Event 38 plans to use the $25,000 to develop software that farmers and others can use to manage and analyze all the images and other data gathered by the optical sensors on the drones.

Since launching in early 2012, Event 38 has sold “in the hundreds” of drones, Taylor said. Farmers aren’t the only customer.

“There’s a million uses,” he said.

One customer uses a drone for research on sea turtle nests along the coast of Mexico. Another Event 38 drone recently flew over a remote river valley in western Uganda, providing images for a possible dam project. About half of Event 38’s drones go to customers outside the United States.

The company, with 13 full- and part-time employees, primarily designs and manufactures fixed-wing drones that look like small airplanes. They typically are 4 feet long and have a 6-foot wing span. The engine, batteries and a guidance system are contained inside a foamlike polymer.

The company gets its name from a project that Taylor was involved with while working at SpaceX, the Los Angeles-headquartered maker of spacecraft.

Wound Gel

BioMendics’ wound-healing gel contains liquid crystals, as well as other ingredients. Spread on a wound, the gel dries and forms a film, allowing skin cells to migrate and fill the wound.

The $25,000 “will allow us to do some key and essential experiments to move the product forward,” said BioMendics’ Karen McGuire.

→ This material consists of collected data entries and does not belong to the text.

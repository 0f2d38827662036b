//! Startup reconciliation: snapshot, seed and the fallbacks between them.

use std::collections::HashSet;

use extdeck::error::{FetchFailure, LoadError};
use extdeck::render::CardState;
use extdeck::storage::MemoryStore;
use extdeck::test_harness::{ScriptedSeed, boot};
use extdeck::{AppConfig, LoadOrigin, Theme};
use futures::executor::block_on;

const SEED: &str = r#"[
    {"name":"DevLens","description":"Quickly inspect page layouts","logo":"./assets/images/logo-devlens.svg","isActive":true},
    {"name":"StyleSpy","description":"Instantly analyze CSS","logo":"./assets/images/logo-style-spy.svg","isActive":true},
    {"name":"SpeedBoost","description":"Optimizes browser resource usage","logo":"./assets/images/logo-speed-boost.svg","isActive":false}
]"#;

fn init_logging() {
    let _ = env_logger::builder().is_test(true).try_init();
}

#[test]
fn first_run_materializes_seed() {
    init_logging();
    let seed = ScriptedSeed::body(r#"[{"name":"A","description":"d","logo":"l.png"}]"#);
    let boot = block_on(boot(MemoryStore::new(), &seed, AppConfig::default()));
    assert_eq!(boot.origin(), Some(LoadOrigin::Seed));
    let session = boot.running();

    let items = session.session().working_set().items();
    assert_eq!(items.len(), 1);
    assert!(!items[0].id.is_empty());
    assert!(!items[0].is_active);
    assert_eq!(seed.requested_urls(), ["data.json"]);

    let snapshot = session.snapshot_json();
    let stored = snapshot.as_array().unwrap();
    assert_eq!(stored.len(), 1);
    assert_eq!(stored[0]["id"], items[0].id.as_str());
    assert_eq!(stored[0]["name"], "A");
    assert_eq!(stored[0]["isActive"], false);
}

#[test]
fn seed_http_error_is_fatal() {
    init_logging();
    let seed = ScriptedSeed::status(500);
    let (error, store) = block_on(boot(MemoryStore::new(), &seed, AppConfig::default())).failed();
    assert_eq!(error, LoadError::Fetch(FetchFailure::Status(500)));
    assert_eq!(store.peek("extensionsData"), None);
    assert_eq!(store.writes(), 0);
}

#[test]
fn seed_network_error_is_fatal() {
    let seed = ScriptedSeed::network("connection refused");
    let (error, _) = block_on(boot(MemoryStore::new(), &seed, AppConfig::default())).failed();
    assert!(matches!(error, LoadError::Fetch(FetchFailure::Network(_))));
}

#[test]
fn stored_snapshot_skips_fetch() {
    init_logging();
    let memory = MemoryStore::new().with_entry("extensionsData", r#"[{"id":"x1","name":"A","isActive":true}]"#);
    let seed = ScriptedSeed::body(SEED);
    let session = block_on(boot(memory, &seed, AppConfig::default())).running();

    assert_eq!(seed.requests(), 0);
    let cards = session.rendered();
    assert_eq!(cards.len(), 1);
    assert_eq!(cards[0].id.as_str(), "x1");
    assert_eq!(cards[0].state, CardState::PresentActive);
    assert!(cards[0].is_active);
}

#[test]
fn legacy_snapshot_gets_identities_and_is_repersisted() {
    init_logging();
    let memory = MemoryStore::new().with_entry(
        "extensionsData",
        r#"[{"name":"A","description":"d","logo":"a.svg"},{"id":"keep","name":"B","description":"d","logo":"b.svg"}]"#,
    );
    let seed = ScriptedSeed::body(SEED);
    let boot = block_on(boot(memory, &seed, AppConfig::default()));
    assert_eq!(boot.origin(), Some(LoadOrigin::Snapshot { migrated: 1 }));
    let session = boot.running();

    session.assert_ids(&["id-1", "keep"]);
    let snapshot = session.snapshot_json();
    assert_eq!(snapshot[0]["id"], "id-1");
    assert_eq!(snapshot[1]["id"], "keep");
    assert_eq!(seed.requests(), 0);
}

#[test]
fn null_fields_in_snapshot_keep_the_users_items() {
    init_logging();
    let memory = MemoryStore::new().with_entry(
        "extensionsData",
        r#"[{"id":"x1","name":"Mine","isActive":null},{"id":null,"name":"Other","description":null,"logo":null}]"#,
    );
    let seed = ScriptedSeed::body(SEED);
    let boot = block_on(boot(memory, &seed, AppConfig::default()));
    assert_eq!(boot.origin(), Some(LoadOrigin::Snapshot { migrated: 1 }));
    let session = boot.running();

    assert_eq!(seed.requests(), 0);
    session.assert_ids(&["x1", "id-1"]);
    let items = session.session().working_set().items();
    assert_eq!(items[0].name, "Mine");
    assert!(!items[0].is_active);
    assert_eq!(items[1].description, "");

    let snapshot = session.snapshot_json();
    assert_eq!(snapshot[0]["isActive"], false);
    assert_eq!(snapshot[1]["id"], "id-1");
    assert_eq!(snapshot[1]["logo"], "");
}

#[test]
fn malformed_snapshot_falls_back_to_seed() {
    init_logging();
    for bad in ["not json", r#"{"name":"A"}"#, r#"[{"description":"no name"}]"#] {
        let memory = MemoryStore::new().with_entry("extensionsData", bad);
        let seed = ScriptedSeed::body(SEED);
        let boot = block_on(boot(memory, &seed, AppConfig::default()));
        assert_eq!(boot.origin(), Some(LoadOrigin::RecoveredFromMalformedSnapshot), "snapshot {bad:?}");
        let session = boot.running();
        assert_eq!(session.session().working_set().len(), 3);
        assert_eq!(session.snapshot_json().as_array().map(Vec::len), Some(3));
        assert_eq!(seed.requests(), 1);
    }
}

#[test]
fn ids_are_unique_and_non_empty_after_every_load_path() {
    let seed = ScriptedSeed::body(SEED);
    let from_seed = block_on(boot(MemoryStore::new(), &seed, AppConfig::default())).running();

    let duplicated = r#"[{"id":"d","name":"A"},{"id":"d","name":"B"},{"name":"C"}]"#;
    let memory = MemoryStore::new().with_entry("extensionsData", duplicated);
    let from_snapshot = block_on(boot(memory, &seed, AppConfig::default())).running();

    for session in [&from_seed, &from_snapshot] {
        let ids = session.ids();
        assert!(ids.iter().all(|id| !id.is_empty()));
        assert_eq!(ids.iter().collect::<HashSet<_>>().len(), ids.len());
    }
}

#[test]
fn theme_is_read_before_cards_render() {
    let memory = MemoryStore::new()
        .with_entry("theme", "\"dark\"")
        .with_entry("extensionsData", "[]");
    let session = block_on(boot(memory, &ScriptedSeed::status(404), AppConfig::default())).running();
    assert_eq!(session.session().theme(), Theme::Dark);
    assert!(session.rendered().is_empty());
}

#[test]
fn configured_keys_and_seed_address_are_used() {
    let config = AppConfig {
        snapshot_key: "custom-snapshot".to_string(),
        seed_url: "/static/seed.json".to_string(),
        ..AppConfig::default()
    };
    let seed = ScriptedSeed::body(SEED);
    let session = block_on(boot(MemoryStore::new(), &seed, config)).running();
    assert_eq!(seed.requested_urls(), ["/static/seed.json"]);
    assert!(session.session().store().inner().peek("custom-snapshot").is_some());
    assert!(session.session().store().inner().peek("extensionsData").is_none());
}
//! Durable key-value storage behind the working set and theme.
//!
//! The browser implementation lives in the frontend; [`MemoryStore`] backs
//! tests and non-browser hosts.

use std::collections::BTreeMap;

use crate::config::AppConfig;
use crate::error::StorageError;
use crate::theme::Theme;

/// Synchronous string key-value medium.
pub trait KeyValueStore {
    fn get(&self, key: &str) -> Result<Option<String>, StorageError>;
    fn set(&mut self, key: &str, value: &str) -> Result<(), StorageError>;
}

/// How a [`MemoryStore`] misbehaves, for exercising failure paths.
#[derive(Debug, Clone, Copy, PartialEq, Eq, Default)]
pub enum Failure {
    #[default]
    None,
    /// Reads and writes fail.
    Unavailable,
    /// Reads succeed, writes fail.
    QuotaExceeded,
}

#[derive(Debug, Default, Clone)]
pub struct MemoryStore {
    entries: BTreeMap<String, String>,
    failure: Failure,
    writes: usize,
}

impl MemoryStore {
    pub fn new() -> Self {
        Self::default()
    }

    pub fn with_entry(mut self, key: impl Into<String>, value: impl Into<String>) -> Self {
        self.entries.insert(key.into(), value.into());
        self
    }

    pub fn set_failure(&mut self, failure: Failure) {
        self.failure = failure;
    }

    /// Raw value under `key`, ignoring any configured failure.
    pub fn peek(&self, key: &str) -> Option<&str> {
        self.entries.get(key).map(String::as_str)
    }

    /// Number of successful writes so far.
    pub fn writes(&self) -> usize {
        self.writes
    }
}

impl KeyValueStore for MemoryStore {
    fn get(&self, key: &str) -> Result<Option<String>, StorageError> {
        if self.failure == Failure::Unavailable {
            return Err(StorageError::Unavailable("memory store switched off".to_string()));
        }
        Ok(self.entries.get(key).cloned())
    }

    fn set(&mut self, key: &str, value: &str) -> Result<(), StorageError> {
        match self.failure {
            Failure::None => {
                self.entries.insert(key.to_string(), value.to_string());
                self.writes += 1;
                Ok(())
            }
            Failure::Unavailable => {
                Err(StorageError::Unavailable("memory store switched off".to_string()))
            }
            Failure::QuotaExceeded => Err(StorageError::QuotaExceeded(format!(
                "no room for {} bytes under '{key}'",
                value.len()
            ))),
        }
    }
}

/// The two keys the app uses, over any [`KeyValueStore`].
#[derive(Debug, Clone)]
pub struct StateStore<S> {
    store: S,
    snapshot_key: String,
    theme_key: String,
}

impl<S: KeyValueStore> StateStore<S> {
    pub fn new(store: S, config: &AppConfig) -> Self {
        Self {
            store,
            snapshot_key: config.snapshot_key.clone(),
            theme_key: config.theme_key.clone(),
        }
    }

    /// Serialized working set, if one was stored. Read failures count as absent.
    pub fn load_snapshot(&self) -> Option<String> {
        self.read(&self.snapshot_key)
    }

    pub fn save_snapshot(&mut self, snapshot: &str) -> Result<(), StorageError> {
        self.store.set(&self.snapshot_key, snapshot)
    }

    /// Stored theme; light when nothing usable was stored.
    pub fn load_theme(&self) -> Theme {
        self.read(&self.theme_key)
            .map(|value| Theme::from_stored(&value))
            .unwrap_or_default()
    }

    pub fn save_theme(&mut self, theme: Theme) -> Result<(), StorageError> {
        self.store.set(&self.theme_key, theme.as_str())
    }

    pub fn inner(&self) -> &S {
        &self.store
    }

    pub fn inner_mut(&mut self) -> &mut S {
        &mut self.store
    }

    fn read(&self, key: &str) -> Option<String> {
        match self.store.get(key) {
            Ok(value) => value,
            Err(error) => {
                log::warn!("Failed to read '{key}': {error}");
                None
            }
        }
    }
}
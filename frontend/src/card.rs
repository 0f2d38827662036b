use std::cell::RefCell;
use std::rc::Rc;

use extdeck::filter::{FilterCategory, HIDDEN_CARD_CLASS};
use extdeck::once::OneShot;
use extdeck::render::{CARD_CLASS, CardView, ENABLED_CARD_CLASS, REMOVING_CARD_CLASS};
use extdeck::{Gesture, ItemId};
use zoon::wasm_bindgen::JsCast;
use zoon::wasm_bindgen::closure::Closure;
use zoon::web_sys::{self, AddEventListenerOptions};
use zoon::*;

use crate::app::App;

const TRANSITION_END: &str = "transitionend";

/// Per-card visual state. The item data itself lives in the session.
pub struct CardModel {
    pub view: CardView,
    pub is_active: Mutable<bool>,
    pub removing: Mutable<bool>,
    /// Armed when the exit transition starts; reports the end of the removal once.
    pub finish_removal: RefCell<Option<OneShot<Box<dyn FnOnce()>>>>,
}

impl CardModel {
    pub fn new(view: CardView) -> Rc<Self> {
        Rc::new(Self {
            is_active: Mutable::new(view.is_active),
            removing: Mutable::new(false),
            finish_removal: RefCell::new(None),
            view,
        })
    }

    pub fn id(&self) -> &ItemId {
        &self.view.id
    }

    pub fn arm_removal(&self, continuation: impl FnOnce() + 'static) {
        *self.finish_removal.borrow_mut() = Some(OneShot::new(Box::new(continuation)));
        self.removing.set(true);
    }

    fn transition_ended(&self) {
        if let Some(once) = self.finish_removal.borrow_mut().as_mut() {
            once.fire();
        }
    }
}

pub fn card(app: App, model: Rc<CardModel>) -> impl Element {
    let hidden = {
        let filter = app.filter.clone();
        let is_active = model.is_active.clone();
        map_ref! {
            let filter = filter.signal(),
            let is_active = is_active.signal() => !FilterCategory::shows(*filter, *is_active)
        }
    };
    Column::new()
        .update_raw_el({
            let model = model.clone();
            move |raw_el| {
                let element = raw_el.dom_element();
                let listener = Closure::<dyn FnMut(web_sys::Event)>::new({
                    let model = model.clone();
                    let card_element = element.clone().unchecked_into::<web_sys::Element>();
                    move |event: web_sys::Event| {
                        // transitions of the toggle bubble up too
                        let own = event
                            .target()
                            .and_then(|target| target.dyn_into::<web_sys::Element>().ok())
                            .is_some_and(|target| target == card_element);
                        if own {
                            model.transition_ended();
                        }
                    }
                });
                let options = AddEventListenerOptions::new();
                options.set_passive(true);
                if let Err(error) = element.add_event_listener_with_callback_and_add_event_listener_options(
                    TRANSITION_END,
                    listener.as_ref().unchecked_ref(),
                    &options,
                ) {
                    log::error!("Failed to observe card transitions: {error:?}");
                }

                raw_el
                    .class(CARD_CLASS)
                    .class_signal(ENABLED_CARD_CLASS, model.is_active.signal())
                    .class_signal(REMOVING_CARD_CLASS, model.removing.signal())
                    .class_signal(HIDDEN_CARD_CLASS, hidden)
                    .attr("data-id", model.id().as_str())
                    .after_remove(move |element| {
                        if let Err(error) =
                            element.remove_event_listener_with_callback(TRANSITION_END, listener.as_ref().unchecked_ref())
                        {
                            log::warn!("Failed to stop observing card transitions: {error:?}");
                        }
                        drop(listener);
                    })
            }
        })
        .item(
            Row::new()
                .update_raw_el(|raw_el| raw_el.class("card-content"))
                .item(
                    Image::new()
                        .url(model.view.logo.clone())
                        .description(format!("{} logo", model.view.name)),
                )
                .item(
                    Column::new()
                        .update_raw_el(|raw_el| raw_el.class("card-text"))
                        .item(RawHtmlEl::new("h3").child(Text::new(model.view.name.clone())))
                        .item(RawHtmlEl::new("p").child(Text::new(model.view.description.clone()))),
                ),
        )
        .item(
            Row::new()
                .update_raw_el(|raw_el| raw_el.class("card-actions"))
                .item(remove_button(app.clone(), model.id().clone()))
                .item(toggle(app, model)),
        )
}

fn remove_button(app: App, id: ItemId) -> impl Element {
    Button::new()
        .label("Remove")
        .update_raw_el(|raw_el| raw_el.class("card-remove"))
        .on_press(move || app.dispatch(Gesture::Remove { id: id.clone() }))
}

fn toggle(app: App, model: Rc<CardModel>) -> impl Element {
    let id = model.id().clone();
    Checkbox::new()
        .label_hidden(format!("Enable {}", model.view.name))
        .checked_signal(model.is_active.signal())
        .icon(|checked: Mutable<bool>| {
            El::new().update_raw_el(move |raw_el| {
                raw_el
                    .class("card-toggle")
                    .class_signal("checked", checked.signal())
            })
        })
        .on_change(move |active| app.dispatch(Gesture::Toggle { id: id.clone(), active }))
}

She and her business partners would like to see the product on the market in 2018. They need FDA approval.

Other partners are: Chun-Che Tsai, a retired Kent State University chemistry professor; James Jamison, who has done research at Summa Health System; and Jack Summers, a urologist. McGuire worked with Tsai while she was a graduate student at Kent State; she received her doctorate from the school.

A third area company, OcuFreeze of Stark County, also received $25,000 from the fund.

The Lorain County Community College Foundation started the Innovation Fund. Partners include the University of Akron and Northeast Ohio Medical University.